In addition to genes in regulating endothelial cell death, non-coding RNAs also participate in endothelial cell apoptosis. Upon treatment with oxLDL, the expression of miR-30c-5p was increased, which inhibits NLRP3 inflammasome activation by targeting the FOXO3 (45). Upregulation of NLRP3 could also abrogate the protection of miR-223 (46). The fibroblast growth factor 21 (FGF21) is an endocrine cytokine which upregulates the ubiquinol cytochrome c reductase core protein I (UQCRC1) (47). Furthermore, melatonin, via upregulating UQCRC1, inhibits oxidative stress and cell pyroptosis via upregulating TET2, which might explain the anti-inflammatory and anti-atherogenic actions of melatonin (48).

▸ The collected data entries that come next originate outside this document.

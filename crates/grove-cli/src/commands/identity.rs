use grove_core::config::GroveConfig;
use grove_core::identity::IdentityStore;

use crate::commands::common::{format_timestamp, Paths};
use crate::error::CliError;

pub fn run_identity(name: Option<&str>, paths: &Paths) -> Result<(), CliError> {
    let config = GroveConfig::load(&paths.config_dir)?;
    let store = IdentityStore::new(&paths.config_dir);
    let identity = store.ensure_identity(name.or(config.device_name.as_deref()))?;

    println!("Device ID:    {}", identity.device_id());
    println!("Device name:  {}", identity.device_name());
    println!("Fingerprint:  {}", identity.fingerprint());
    println!("Created:      {}", format_timestamp(identity.created_at()));
    println!("Identity:     {}", store.identity_path().display());
    println!("Certificates: {}", store.certs_dir().display());
    Ok(())
}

Another key type of programmed cell death is ferroptosis. Ferroptosis was regulated by iron-dependent lipid peroxidation. Bai et al. discovered that the ferroptosis inhibitor Ferrostatin-1 (Fer-1) could alleviate iron accumulation and lipid peroxidation as well as the development of atherosclerotic lesions in ApoE−/− mice (49). In addition, the SLC7A11 and GPX4, the two important anti-ferroptotic genes, were upregulated by Fer-1 treatment. In agreement with in vivo data, oxLDL-induced ferroptosis in MAECs was also reversed by Fer-1 and iron chelator desferrioxamine. This evidence suggests that strategies aimed at reducing oxLDL-induced endothelial cell death are hopeful to preserve endothelial viability and combat endothelial dysfunction.

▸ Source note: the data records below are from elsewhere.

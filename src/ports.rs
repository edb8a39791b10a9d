use anyhow::{bail, Context, Result};
use std::fmt;
use std::str::FromStr;

/// Local TCP ports the application side is expected to listen on.
pub const DEFAULT_LOCAL_TCP: &[u16] = &[21587, 21588];

/// Remote TCP ports the peer side is expected to accept connections on.
pub const DEFAULT_REMOTE_TCP: &[u16] = &[443, 3023, 3025];

/// Remote UDP ports the peer side is expected to receive datagrams on.
pub const DEFAULT_REMOTE_UDP: &[u16] = &[3022, 3024];

/// Parse a port list into an ordered, deduplicated list of ports (1..=65535).
///
/// Supported formats, separated by commas or whitespace:
/// - single port number: `443`
/// - inclusive range: `3022-3024`
///
/// The first appearance of a port decides its position. An empty input yields an empty list.
pub fn parse_ports_str(s: &str) -> Result<Vec<u16>> {
    let mut out: Vec<u16> = Vec::new();
    let mut seen = std::collections::HashSet::new();

    for item in s.split(|c: char| c == ',' || c.is_whitespace()) {
        let item = item.trim();
        if item.is_empty() {
            continue;
        }

        if let Some((a, b)) = item.split_once('-') {
            let start = parse_port_str(a.trim())
                .with_context(|| format!("invalid start in range: {item}"))?;
            let end = parse_port_str(b.trim())
                .with_context(|| format!("invalid end in range: {item}"))?;
            if start > end {
                bail!("invalid range {start}-{end} (start > end)");
            }
            for p in start..=end {
                if seen.insert(p) {
                    out.push(p);
                }
            }
            continue;
        }

        let p = parse_port_str(item).with_context(|| format!("invalid port value: {item}"))?;
        if seen.insert(p) {
            out.push(p);
        }
    }

    Ok(out)
}

/// Ordered port list as accepted on the command line, e.g. `443,3023-3025`.
#[derive(Debug, Clone, Default, PartialEq, Eq)]
pub struct PortList(pub Vec<u16>);

impl FromStr for PortList {
    type Err = anyhow::Error;

    fn from_str(s: &str) -> Result<Self> {
        parse_ports_str(s).map(PortList)
    }
}

impl fmt::Display for PortList {
    fn fmt(&self, f: &mut fmt::Formatter<'_>) -> fmt::Result {
        let joined: Vec<String> = self.0.iter().map(u16::to_string).collect();
        f.write_str(&joined.join(","))
    }
}

impl From<&[u16]> for PortList {
    fn from(ports: &[u16]) -> Self {
        PortList(ports.to_vec())
    }
}

fn parse_port_str(s: &str) -> Result<u16> {
    let val: u32 = s.parse::<u32>().map_err(|e| anyhow::anyhow!(e))?;
    if val == 0 || val > 65535 {
        bail!("port out of range: {val}");
    }
    Ok(val as u16)
}

#[cfg(test)]
mod tests {
    use super::*;

    #[test]
    fn parse_comma_list() {
        let ports = parse_ports_str("443, 3023,3025").unwrap();
        assert_eq!(ports, vec![443, 3023, 3025]);
    }

    #[test]
    fn parse_ranges_and_dedup() {
        let ports = parse_ports_str("3022-3024,443,3023").unwrap();
        assert_eq!(ports, vec![3022, 3023, 3024, 443]);
    }

    #[test]
    fn empty_input_is_empty_list() {
        assert!(parse_ports_str("").unwrap().is_empty());
        assert!(parse_ports_str(" , ").unwrap().is_empty());
    }

    #[test]
    fn invalid_values_error() {
        assert!(parse_ports_str("70000").is_err());
        assert!(parse_ports_str("0").is_err());
        assert!(parse_ports_str("9-3").is_err());
        assert!(parse_ports_str("http").is_err());
    }

    #[test]
    fn port_list_display_is_reparseable() {
        let list: PortList = "3022-3024, 443".parse().unwrap();
        assert_eq!(list.to_string(), "3022,3023,3024,443");
        assert_eq!(list.to_string().parse::<PortList>().unwrap(), list);
        assert_eq!(PortList::from(DEFAULT_REMOTE_UDP).to_string(), "3022,3024");
    }
}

oxLDL Triggers Endothelial Inflammation and Leukocyte Adhesion
Once injured and becoming dead, endothelial cells lose barrier integrity which can lead to endothelial inflammation and accelerate leukocyte adhesion, rolling and transmigration (2). OxLDL is well-known trigger of leukocyte adhesion to endothelial cells (50). With the increase of relevant molecules (such as ICAM1, VCAM1, MCP-1, and E-selectin) mediating the cell rolling and adhesion, the leukocytes adhere to the endothelium and migrate into the intima. Then, the macrophages are activated, resulting in the release of proinflammatory cytokines accompanied by the production of ROS and proteolytic enzymes, contributing to the matrix degradation and plaque destabilization (1). The oxLDL and ensuing buildup of cholesterol crystals trigger the activation of NLRP3 inflammasome and fostering the vicious cycle of oxLDL/NLRP3 inflammasome/IL-1beta/pyroptosis (1).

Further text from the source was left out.